The molecular basis for the action of anti-cancer drugs is of interest for further drug development as well as for better understanding of adverse side effects. Doxorubicin is a DNA intercalating anti-cancer drug thought to work by inhibition of topoisomerase II leading to double-strand breaks and subsequent cancer cell death. It is also proposed to display a novel mechanism of action which results in eviction of some core histones from chromatin and leads to deregulation of the cancer cell transcriptome. Uncommon amongst anti-cancer drugs, many anthracyclines such as doxorubicin have absorption spectra in the visible range which allows Förster Resonance Energy Transfer (FRET) studies of their interactions with chromatin.

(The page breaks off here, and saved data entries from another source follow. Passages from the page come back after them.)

//! 2D draw primitives
//!
//! Backend-neutral: the scene builder emits these, a backend (Canvas 2D on
//! the web) executes them in order.

use glam::Vec2;

use crate::Color;
use crate::sim::Aabb;

/// Colors for game elements
pub mod colors {
    use crate::Color;

    pub const BACKGROUND: Color = Color::rgb(0x1A, 0x1A, 0x2E);
    pub const BRICK_BORDER: Color = Color::WHITE;
    pub const PADDLE_TOP: Color = Color::WHITE;
    pub const PADDLE_BOTTOM: Color = Color::rgb(0xCC, 0xCC, 0xCC);
    pub const BALL: Color = Color::WHITE;
    pub const BALL_STROKE: Color = Color::rgb(0xDD, 0xDD, 0xDD);
    pub const PROMPT: Color = Color::rgba(0xFF, 0xFF, 0xFF, 0xCC);
}

/// One drawing operation
#[derive(Debug, Clone, PartialEq)]
pub enum DrawCmd {
    /// Fill the whole surface
    Clear { color: Color },
    FillRect { rect: Aabb, color: Color },
    StrokeRect { rect: Aabb, color: Color, line_width: f32 },
    /// Two-stop vertical gradient, `top` at the upper edge
    GradientRect { rect: Aabb, top: Color, bottom: Color },
    Circle {
        center: Vec2,
        radius: f32,
        fill: Color,
        stroke: Color,
        line_width: f32,
    },
    /// Text centered horizontally on `pos`
    Text {
        pos: Vec2,
        text: String,
        size_px: f32,
        color: Color,
    },
}

/// Filled rectangle with a thin outline, as bricks are drawn
pub fn outlined_rect(rect: Aabb, fill: Color, border: Color) -> [DrawCmd; 2] {
    [
        DrawCmd::FillRect { rect, color: fill },
        DrawCmd::StrokeRect {
            rect,
            color: border,
            line_width: 1.0,
        },
    ]
}

/// Filled circle with a contrasting stroke
pub fn stroked_circle(center: Vec2, radius: f32, fill: Color, stroke: Color) -> DrawCmd {
    DrawCmd::Circle {
        center,
        radius,
        fill,
        stroke,
        line_width: 2.0,
    }
}

/// Vertical gradient rectangle
pub fn gradient_rect(rect: Aabb, top: Color, bottom: Color) -> DrawCmd {
    DrawCmd::GradientRect { rect, top, bottom }
}

/// Centered text line
pub fn centered_text(pos: Vec2, text: impl Into<String>, size_px: f32, color: Color) -> DrawCmd {
    DrawCmd::Text {
        pos,
        text: text.into(),
        size_px,
        color,
    }
}

#[cfg(test)]
mod tests {
    use super::*;

    #[test]
    fn test_outlined_rect() {
        let rect = Aabb::new(1.0, 2.0, 3.0, 4.0);
        let [fill, stroke] = outlined_rect(rect, Color::BLACK, Color::WHITE);
        assert_eq!(fill, DrawCmd::FillRect { rect, color: Color::BLACK });
        assert!(matches!(stroke, DrawCmd::StrokeRect { line_width, .. } if line_width == 1.0));
    }

    #[test]
    fn test_stroked_circle() {
        let circle = stroked_circle(Vec2::new(10.0, 10.0), 5.0, Color::WHITE, Color::BLACK);
        assert_eq!(
            circle,
            DrawCmd::Circle {
                center: Vec2::new(10.0, 10.0),
                radius: 5.0,
                fill: Color::WHITE,
                stroke: Color::BLACK,
                line_width: 2.0,
            }
        );
    }
}
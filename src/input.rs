//! Keyboard state to per-tick intent
//!
//! Direction keys are level-triggered (held = move). The action key is
//! edge-triggered: one press fires once, however long it is held and however
//! many auto-repeat keydowns the browser sends.

use crate::sim::{GamePhase, TickInput};

/// Keys the game listens to
#[derive(Debug, Clone, Copy, PartialEq, Eq)]
pub enum Key {
    Left,
    Right,
    /// Launch while waiting, restart after the game ends
    Action,
}

impl Key {
    /// Map a DOM `KeyboardEvent.code`
    pub fn from_code(code: &str) -> Option<Self> {
        match code {
            "ArrowLeft" => Some(Key::Left),
            "ArrowRight" => Some(Key::Right),
            "Space" => Some(Key::Action),
            _ => None,
        }
    }
}

/// Raw key state between ticks
#[derive(Debug, Clone, Default)]
pub struct InputState {
    left: bool,
    right: bool,
    action_held: bool,
    action_pending: bool,
}

impl InputState {
    pub fn new() -> Self {
        Self::default()
    }

    pub fn key_down(&mut self, key: Key) {
        match key {
            Key::Left => self.left = true,
            Key::Right => self.right = true,
            Key::Action => {
                if !self.action_held {
                    self.action_pending = true;
                }
                self.action_held = true;
            }
        }
    }

    pub fn key_up(&mut self, key: Key) {
        match key {
            Key::Left => self.left = false,
            Key::Right => self.right = false,
            Key::Action => self.action_held = false,
        }
    }

    /// Release everything (window lost focus, keyups will never arrive)
    pub fn clear(&mut self) {
        *self = Self::default();
    }

    /// Sample the intent for one tick, consuming a pending action press.
    ///
    /// The action becomes a launch while waiting and a reset once the game
    /// has ended; a press during play is dropped.
    pub fn intent(&mut self, phase: GamePhase) -> TickInput {
        let action = std::mem::take(&mut self.action_pending);
        TickInput {
            move_left: self.left,
            move_right: self.right,
            launch: action && phase == GamePhase::Waiting,
            reset: action && phase.is_terminal(),
        }
    }
}

#[cfg(test)]
mod tests {
    use super::*;

    #[test]
    fn test_key_codes() {
        assert_eq!(Key::from_code("ArrowLeft"), Some(Key::Left));
        assert_eq!(Key::from_code("ArrowRight"), Some(Key::Right));
        assert_eq!(Key::from_code("Space"), Some(Key::Action));
        assert_eq!(Key::from_code("KeyQ"), None);
    }

    #[test]
    fn test_directions_are_held() {
        let mut input = InputState::new();
        input.key_down(Key::Left);
        assert!(input.intent(GamePhase::Playing).move_left);
        assert!(input.intent(GamePhase::Playing).move_left);
        input.key_up(Key::Left);
        assert!(!input.intent(GamePhase::Playing).move_left);

        input.key_down(Key::Right);
        let intent = input.intent(GamePhase::Waiting);
        assert!(intent.move_right && !intent.move_left);
    }

    #[test]
    fn test_action_fires_once_per_press() {
        let mut input = InputState::new();
        input.key_down(Key::Action);
        // Auto-repeat
        input.key_down(Key::Action);
        input.key_down(Key::Action);

        assert!(input.intent(GamePhase::Waiting).launch);
        assert!(!input.intent(GamePhase::Waiting).launch);

        input.key_up(Key::Action);
        input.key_down(Key::Action);
        assert!(input.intent(GamePhase::Waiting).launch);
    }

    #[test]
    fn test_action_by_phase() {
        let mut input = InputState::new();

        input.key_down(Key::Action);
        let intent = input.intent(GamePhase::GameOver);
        assert!(intent.reset && !intent.launch);
        input.key_up(Key::Action);

        input.key_down(Key::Action);
        let intent = input.intent(GamePhase::Win);
        assert!(intent.reset && !intent.launch);
        input.key_up(Key::Action);

        // Dropped during play, not saved for later
        input.key_down(Key::Action);
        let intent = input.intent(GamePhase::Playing);
        assert!(!intent.reset && !intent.launch);
        assert!(!input.intent(GamePhase::Waiting).launch);
    }

    #[test]
    fn test_clear() {
        let mut input = InputState::new();
        input.key_down(Key::Left);
        input.key_down(Key::Action);
        input.clear();
        assert_eq!(input.intent(GamePhase::Waiting), TickInput::default());
    }
}
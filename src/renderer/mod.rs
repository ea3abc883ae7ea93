//! Rendering module
//!
//! The scene builder is pure (state in, draw commands out); only the Canvas
//! 2D backend touches the browser.

#[cfg(target_arch = "wasm32")]
pub mod canvas;
pub mod scene;
pub mod shapes;

#[cfg(target_arch = "wasm32")]
pub use canvas::CanvasRenderer;
pub use scene::build_scene;
pub use shapes::DrawCmd;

Since Fluorescence Lifetime Imaging Microscopy (FLIM) FRET studies do not require an acceptor to be fluorescent to measure energy transfer, previous works concentrated on doxorubicin-chromatin interactions within intact tumors by imaging the fluorescence lifetimes of EGFP labeled histone H1 or H2B. Our previously developed photoswitching FRET (psFRET) method mimics the advantage of FLIM by also not requiring a fluorescent acceptor. This property allows us to monitor energy transfer between doxorubicin and the core histone proteins tagged with the photoswitchable fluorescent protein, Dronpa. By tagging the N or C termini of the core histones, the Dronpa protein can be placed at multiple different positions on the periphery of a nucleosome and thus allow a survey of FRET efficiencies from numerous points. Here, we present psFRET studies in our efforts to better define binding sites for doxorubicin as well as its potential for histone eviction from chromatin.